TRUST
Lisa and I walked out of Sideways maybe forty minutes in, or possibly longer. I couldn't stand spending any more time with two overgrown boys I thought deserved a good spanking, not a movie about them.
What threw me out of the movie, though, was an issue of trust. With the two leads behaving like such imbeciles -- 45-year-old overgrown imbeciles -- I couldn't trust in a happy ending. Considering the movie is sort of a romantic comedy if it's anything at all -- our antihero meets a charming girl that he's having trouble appreciating because of issues in his past -- not knowing if he'd screw it up with the girl or not was too much weight on my enjoyment. If I'm going to invest my heart in a movie, I want to know it won't be stomped on.
This may seem unsophisticated, but I think how relationships work is much more interesting than how they fail. There are so many ways for relationships to fail, it's a wonder anybody stays together. What's amazing is when they succeed. That's what I want to see movies about: what's amazing.
I wonder exactly how the movie lost my trust? Was it how little in the two leads' relationship was set up in the beginning, so I didn't know what ground the movie stood on? Was it how little in about Paul Giamatti's character seemed extraordinary, so that no obstacle seemed unsurmountable, and yet no situation seemed too easy for him to screw up anyway? Was it that I had no idea what he actually wanted?

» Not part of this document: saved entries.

//! # Fulfillment Check & Pharmacy Search
//!
//! Read-path services: no locking, no mutation.
//!
//! Both services read whatever WAL snapshot the pool hands them. Stock
//! numbers are advisory for search ranking; a dispense that races a search
//! is caught later by the mutator's own transaction, never here.
//!
//! ## Data Flow
//! ```text
//! ┌─────────────────────────────────────────────────────────────────────────┐
//! │                    Patient Search Data Flow                             │
//! │                                                                         │
//! │  Caller (HTTP layer)                                                    │
//! │    medication ids + candidate pharmacies (ids + resolved coordinates)   │
//! │       │                                                                 │
//! │       ▼                                                                 │
//! │  SearchService::search                                                  │
//! │       │                                                                 │
//! │       ├── per pharmacy: FulfillmentChecker::check                       │
//! │       │      └── SELECT available quantities → core::fulfillment        │
//! │       │                                                                 │
//! │       └── core::ranking::rank (haversine + composite score)             │
//! │       │                                                                 │
//! │       ▼                                                                 │
//! │  Vec<RankedCandidate>, best first                                       │
//! └─────────────────────────────────────────────────────────────────────────┘
//! ```

use std::collections::BTreeMap;

use serde::{Deserialize, Serialize};
use sqlx::SqlitePool;
use tracing::debug;

use crate::error::{DbError, StockResult};
use rxstock_core::fulfillment::{self, FulfillmentResult, MedicationRequest};
use rxstock_core::ranking::{self, RankedCandidate, SearchCandidate};
use rxstock_core::validation::validate_medication_ids;
use rxstock_core::GeoPoint;

// =============================================================================
// Fulfillment Checker
// =============================================================================

/// Availability row for the fulfillment query.
#[derive(Debug, sqlx::FromRow)]
struct AvailabilityRow {
    medication_id: String,
    quantity_in_stock: i64,
}

/// Determines which requested medications a pharmacy has in stock.
#[derive(Debug, Clone)]
pub struct FulfillmentChecker {
    pool: SqlitePool,
}

impl FulfillmentChecker {
    /// Creates a new FulfillmentChecker.
    pub fn new(pool: SqlitePool) -> Self {
        FulfillmentChecker { pool }
    }

    /// Checks fulfillment with the default one-unit minimum per item.
    ///
    /// ## Arguments
    /// * `pharmacy_id` - The pharmacy to check
    /// * `medication_ids` - Requested medications; must be non-empty
    ///
    /// An unknown pharmacy simply has nothing in stock - "no results" is a
    /// valid outcome, not an error.
    pub async fn check(
        &self,
        pharmacy_id: &str,
        medication_ids: &[String],
    ) -> StockResult<FulfillmentResult> {
        validate_medication_ids(medication_ids)?;

        let requests: Vec<MedicationRequest> = medication_ids
            .iter()
            .map(|id| MedicationRequest::new(id.as_str()))
            .collect();

        self.check_requests(pharmacy_id, &requests).await
    }

    /// Checks fulfillment with caller-specified per-item minimums.
    pub async fn check_requests(
        &self,
        pharmacy_id: &str,
        requests: &[MedicationRequest],
    ) -> StockResult<FulfillmentResult> {
        let medication_ids: Vec<String> = requests
            .iter()
            .map(|r| r.medication_id.clone())
            .collect();
        validate_medication_ids(&medication_ids)?;

        let availability = self
            .load_availability(pharmacy_id, &medication_ids)
            .await?;

        debug!(
            pharmacy_id,
            requested = medication_ids.len(),
            stocked = availability.len(),
            "Fulfillment check"
        );

        Ok(fulfillment::evaluate(pharmacy_id, requests, &availability)?)
    }

    /// Loads available quantity per requested medication from the
    /// pharmacy's active lines. Missing medications mean zero.
    async fn load_availability(
        &self,
        pharmacy_id: &str,
        medication_ids: &[String],
    ) -> StockResult<BTreeMap<String, i64>> {
        let mut builder = sqlx::QueryBuilder::<sqlx::Sqlite>::new(
            "SELECT medication_id, quantity_in_stock FROM inventory_lines \
             WHERE is_active = 1 AND pharmacy_id = ",
        );
        builder.push_bind(pharmacy_id);
        builder.push(" AND medication_id IN (");

        let mut separated = builder.separated(", ");
        for medication_id in medication_ids {
            separated.push_bind(medication_id);
        }
        separated.push_unseparated(")");

        let rows: Vec<AvailabilityRow> = builder
            .build_query_as()
            .fetch_all(&self.pool)
            .await
            .map_err(DbError::from)?;

        Ok(rows
            .into_iter()
            .map(|row| (row.medication_id, row.quantity_in_stock))
            .collect())
    }
}

// =============================================================================
// Search Service
// =============================================================================

/// A candidate pharmacy entering a search: identity plus coordinates
/// already resolved by the external geocoder.
#[derive(Debug, Clone, Serialize, Deserialize)]
pub struct PharmacyCandidate {
    pub pharmacy_id: String,
    pub location: Option<GeoPoint>,
}

/// Ranks candidate pharmacies for a patient's medication list.
#[derive(Debug, Clone)]
pub struct SearchService {
    pool: SqlitePool,
}

impl SearchService {
    /// Creates a new SearchService.
    pub fn new(pool: SqlitePool) -> Self {
        SearchService { pool }
    }

    /// Checks fulfillment for every candidate and ranks them by composite
    /// score (stock match + proximity), best first.
    ///
    /// ## Arguments
    /// * `medication_ids` - The searched medication list; must be non-empty
    /// * `candidates` - Candidate pharmacies from the external directory
    /// * `user_location` - The searcher's coordinates, when known
    /// * `max_radius_km` - Hard radius filter; candidates beyond it are
    ///   excluded entirely, not down-ranked
    ///
    /// ## Returns
    /// Ranked candidates; an empty vector is a valid result.
    pub async fn search(
        &self,
        medication_ids: &[String],
        candidates: &[PharmacyCandidate],
        user_location: Option<GeoPoint>,
        max_radius_km: Option<f64>,
    ) -> StockResult<Vec<RankedCandidate>> {
        validate_medication_ids(medication_ids)?;

        let checker = FulfillmentChecker::new(self.pool.clone());

        let mut scored = Vec::with_capacity(candidates.len());
        for candidate in candidates {
            let fulfillment = checker
                .check(&candidate.pharmacy_id, medication_ids)
                .await?;
            scored.push(SearchCandidate {
                pharmacy_id: candidate.pharmacy_id.clone(),
                location: candidate.location,
                fulfillment,
            });
        }

        debug!(
            candidates = scored.len(),
            has_location = user_location.is_some(),
            "Ranking pharmacy candidates"
        );

        Ok(ranking::rank(scored, user_location, max_radius_km)?)
    }
}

You can't build a house on that sort of swamp. And the dialog just wasn't clever enough to gloss over the story's shortcomings. So all that left was a series of dinners and drinks. We decided that dinners and drinks sounded like a much better idea than watching a pair of losers get dinners and drinks, and so we left.
2 Comments:
I don't know if you have seen Charles Taylor's review of Sideways in Salon, but he seems to agree with you completely:
http://www.salon.com/ent/movies/review/2004/10/15/sideways/index.html
Interesting that to a fairly large extent you hated it because the characters weren't likeable.
In an interview on Hollywoodlitsales, Alexander Payne, the co-writer/director of "Sideways" says of sympathetic characters, "I never talk about sympathetic characters. Number one, the truth is sympathetic. Number two, we make comedies so we want the movie to be sympathetic…we're interested in people, we want to see truthful people…we show our love for people precisely by including all aspects [of a character], as many as we can, in the limited form of a two-hour film." Payne says that if an exec says your protagonist isn't sympathetic, just say: "It hasn't been cast yet. That's the answer."
Huh. Guess they didn't cast too well.